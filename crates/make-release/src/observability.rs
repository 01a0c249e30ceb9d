//! Structured logging for the CLI.
//!
//! Log records are written as JSON lines to a daily-rolling file. Nothing
//! here writes to stdout, which carries the release report and `--json`
//! output; when no log file can be opened, records go to stderr instead.

use anyhow::Result;
use camino::{Utf8Path, Utf8PathBuf};
use chrono::{SecondsFormat, Utc};
use serde_json::{Map, Value};
use std::fs::OpenOptions;
use std::io::Write;
use tracing::Event;
use tracing_subscriber::filter::EnvFilter;
use tracing_subscriber::layer::{Context as LayerContext, SubscriberExt};
use tracing_subscriber::registry::LookupSpan;
use tracing_subscriber::util::SubscriberInitExt;

use make_release_core::config::user_data_dir;

const ENV_LOG_PATH: &str = "MAKE_RELEASE_LOG_PATH";
const ENV_LOG_DIR: &str = "MAKE_RELEASE_LOG_DIR";
const LOG_FILE_SUFFIX: &str = ".jsonl";

/// Where logs should go, before environment overrides are applied.
#[derive(Clone, Debug)]
pub struct ObservabilityConfig {
    /// Name used for the log file.
    pub service: String,
    /// `log_dir` from the configuration file.
    pub log_dir: Option<Utf8PathBuf>,
}

impl ObservabilityConfig {
    /// Use the configured log directory, if any.
    pub fn with_log_dir(log_dir: Option<Utf8PathBuf>) -> Self {
        Self {
            service: env!("CARGO_PKG_NAME").to_string(),
            log_dir,
        }
    }
}

#[derive(Clone, Debug, PartialEq, Eq)]
struct LogTarget {
    dir: Utf8PathBuf,
    file_name: String,
}

/// Keeps the background log writer alive; drop it last.
pub struct ObservabilityGuard {
    _log_guard: tracing_appender::non_blocking::WorkerGuard,
}

/// Install the global subscriber.
///
/// # Errors
///
/// Currently infallible: an unusable log target falls back to stderr.
pub fn init_observability(
    cfg: &ObservabilityConfig,
    env_filter: EnvFilter,
) -> Result<ObservabilityGuard> {
    let (log_writer, log_guard) = match build_log_writer(&cfg.service, cfg.log_dir.as_deref()) {
        Ok(result) => result,
        Err(err) => {
            eprintln!("Warning: {err}. Falling back to stderr logging.");
            tracing_appender::non_blocking(std::io::stderr())
        }
    };

    tracing_subscriber::registry()
        .with(env_filter)
        .with(JsonLogLayer::new(log_writer))
        .init();

    tracing::debug!("observability initialized");

    Ok(ObservabilityGuard {
        _log_guard: log_guard,
    })
}

/// Build the level filter.
///
/// `-q` wins over `-v`, which wins over `RUST_LOG`, which wins over the
/// configured level.
pub fn env_filter(quiet: bool, verbose: u8, default_level: &str) -> EnvFilter {
    if quiet {
        return EnvFilter::new("error");
    }

    match verbose {
        0 => EnvFilter::try_from_default_env().unwrap_or_else(|_| EnvFilter::new(default_level)),
        1 => EnvFilter::new("debug"),
        _ => EnvFilter::new("trace"),
    }
}

// ============================================================================
// JSON Log Layer
// ============================================================================

struct JsonLogLayer<W> {
    writer: W,
}

impl<W> JsonLogLayer<W> {
    const fn new(writer: W) -> Self {
        Self { writer }
    }
}

impl<S, W> tracing_subscriber::Layer<S> for JsonLogLayer<W>
where
    S: tracing::Subscriber + for<'a> LookupSpan<'a>,
    W: for<'writer> tracing_subscriber::fmt::MakeWriter<'writer> + Send + Sync + 'static,
{
    fn on_new_span(
        &self,
        attrs: &tracing::span::Attributes<'_>,
        id: &tracing::span::Id,
        ctx: LayerContext<'_, S>,
    ) {
        if let Some(span) = ctx.span(id) {
            let mut visitor = JsonVisitor::default();
            attrs.record(&mut visitor);
            span.extensions_mut().insert(SpanFields {
                values: visitor.values,
            });
        }
    }

    fn on_record(
        &self,
        id: &tracing::span::Id,
        values: &tracing::span::Record<'_>,
        ctx: LayerContext<'_, S>,
    ) {
        let Some(span) = ctx.span(id) else {
            return;
        };
        let mut visitor = JsonVisitor::default();
        values.record(&mut visitor);
        let mut extensions = span.extensions_mut();
        match extensions.get_mut::<SpanFields>() {
            Some(fields) => fields.values.extend(visitor.values),
            None => extensions.insert(SpanFields {
                values: visitor.values,
            }),
        }
    }

    fn on_event(&self, event: &Event<'_>, ctx: LayerContext<'_, S>) {
        let metadata = event.metadata();
        let mut map = Map::new();
        map.insert("timestamp".into(), Value::String(format_timestamp()));
        map.insert(
            "level".into(),
            Value::String(metadata.level().as_str().to_lowercase()),
        );
        map.insert("target".into(), Value::String(metadata.target().to_string()));

        // Span fields first so event fields win on collision
        if let Some(scope) = ctx.event_scope(event) {
            for span in scope.from_root() {
                map.insert("span".into(), Value::String(span.name().to_string()));
                if let Some(fields) = span.extensions().get::<SpanFields>() {
                    map.extend(fields.values.clone());
                }
            }
        }

        let mut visitor = JsonVisitor::default();
        event.record(&mut visitor);
        map.extend(visitor.values);

        let mut writer = self.writer.make_writer();
        if serde_json::to_writer(&mut writer, &Value::Object(map)).is_ok() {
            let _ = writer.write_all(b"\n");
        }
    }
}

#[derive(Clone, Debug)]
struct SpanFields {
    values: Map<String, Value>,
}

#[derive(Default)]
struct JsonVisitor {
    values: Map<String, Value>,
}

impl JsonVisitor {
    fn insert(&mut self, field: &tracing::field::Field, value: Value) {
        self.values.insert(field.name().to_string(), value);
    }
}

impl tracing::field::Visit for JsonVisitor {
    fn record_bool(&mut self, field: &tracing::field::Field, value: bool) {
        self.insert(field, Value::Bool(value));
    }

    fn record_i64(&mut self, field: &tracing::field::Field, value: i64) {
        self.insert(field, Value::Number(value.into()));
    }

    fn record_u64(&mut self, field: &tracing::field::Field, value: u64) {
        self.insert(field, Value::Number(value.into()));
    }

    fn record_f64(&mut self, field: &tracing::field::Field, value: f64) {
        if let Some(number) = serde_json::Number::from_f64(value) {
            self.insert(field, Value::Number(number));
        }
    }

    fn record_str(&mut self, field: &tracing::field::Field, value: &str) {
        self.insert(field, Value::String(value.to_string()));
    }

    fn record_error(
        &mut self,
        field: &tracing::field::Field,
        value: &(dyn std::error::Error + 'static),
    ) {
        self.insert(field, Value::String(value.to_string()));
    }

    fn record_debug(&mut self, field: &tracing::field::Field, value: &dyn std::fmt::Debug) {
        self.insert(field, Value::String(format!("{value:?}")));
    }
}

fn format_timestamp() -> String {
    Utc::now().to_rfc3339_opts(SecondsFormat::Millis, true)
}

// ============================================================================
// Log Target Resolution
// ============================================================================

fn build_log_writer(
    service: &str,
    config_log_dir: Option<&Utf8Path>,
) -> Result<(
    tracing_appender::non_blocking::NonBlocking,
    tracing_appender::non_blocking::WorkerGuard,
)> {
    let target = resolve_log_target(service, config_log_dir).map_err(anyhow::Error::msg)?;
    let appender = tracing_appender::rolling::daily(&target.dir, &target.file_name);
    Ok(tracing_appender::non_blocking(appender))
}

fn env_path(name: &str) -> Option<Utf8PathBuf> {
    std::env::var(name).ok().filter(|v| !v.is_empty()).map(Utf8PathBuf::from)
}

fn resolve_log_target(service: &str, config_log_dir: Option<&Utf8Path>) -> Result<LogTarget, String> {
    resolve_log_target_with(
        service,
        env_path(ENV_LOG_PATH),
        env_path(ENV_LOG_DIR),
        config_log_dir.map(Utf8Path::to_path_buf),
    )
}

/// Pick the first usable target.
///
/// Order: explicit file path, explicit directory, configured directory,
/// then the user data directory and the working directory.
fn resolve_log_target_with(
    service: &str,
    path_override: Option<Utf8PathBuf>,
    dir_override: Option<Utf8PathBuf>,
    config_dir: Option<Utf8PathBuf>,
) -> Result<LogTarget, String> {
    if let Some(path) = path_override {
        return log_target_from_path(&path);
    }

    if let Some(dir) = dir_override.or(config_dir) {
        return log_target_from_dir(dir, service);
    }

    let cwd = std::env::current_dir()
        .ok()
        .and_then(|dir| Utf8PathBuf::from_path_buf(dir).ok());
    let candidates = user_data_dir().map(|dir| dir.join("logs")).into_iter().chain(cwd);

    let file_name = format!("{service}{LOG_FILE_SUFFIX}");
    for dir in candidates {
        if ensure_writable(&dir, &file_name).is_ok() {
            return Ok(LogTarget { dir, file_name });
        }
    }

    Err("No writable log directory found".to_string())
}

fn log_target_from_dir(dir: Utf8PathBuf, service: &str) -> Result<LogTarget, String> {
    let file_name = format!("{service}{LOG_FILE_SUFFIX}");
    ensure_writable(&dir, &file_name)?;
    Ok(LogTarget { dir, file_name })
}

fn log_target_from_path(path: &Utf8Path) -> Result<LogTarget, String> {
    let file_name = path
        .file_name()
        .ok_or_else(|| format!("{ENV_LOG_PATH} must include a file name"))?
        .to_string();
    let dir = match path.parent() {
        Some(parent) if !parent.as_str().is_empty() => parent.to_path_buf(),
        _ => Utf8PathBuf::from("."),
    };
    ensure_writable(&dir, &file_name)?;
    Ok(LogTarget { dir, file_name })
}

fn ensure_writable(dir: &Utf8Path, file_name: &str) -> Result<(), String> {
    std::fs::create_dir_all(dir)
        .map_err(|e| format!("Failed to create log directory {dir}: {e}"))?;

    let path = dir.join(file_name);
    OpenOptions::new()
        .create(true)
        .append(true)
        .open(&path)
        .map_err(|e| format!("Failed to open log file {path}: {e}"))?;

    Ok(())
}

// ============================================================================
// Tests
// ============================================================================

+ + + + +

WHAT TO WORK ON:
All lines above that include the word "LogTarget" must be copied into the answer.

REPLY:
struct LogTarget {
fn resolve_log_target(service: &str, config_log_dir: Option<&Utf8Path>) -> Result<LogTarget, String> {
) -> Result<LogTarget, String> {
            return Ok(LogTarget { dir, file_name });
fn log_target_from_dir(dir: Utf8PathBuf, service: &str) -> Result<LogTarget, String> {
    Ok(LogTarget { dir, file_name })
fn log_target_from_path(path: &Utf8Path) -> Result<LogTarget, String> {
    Ok(LogTarget { dir, file_name })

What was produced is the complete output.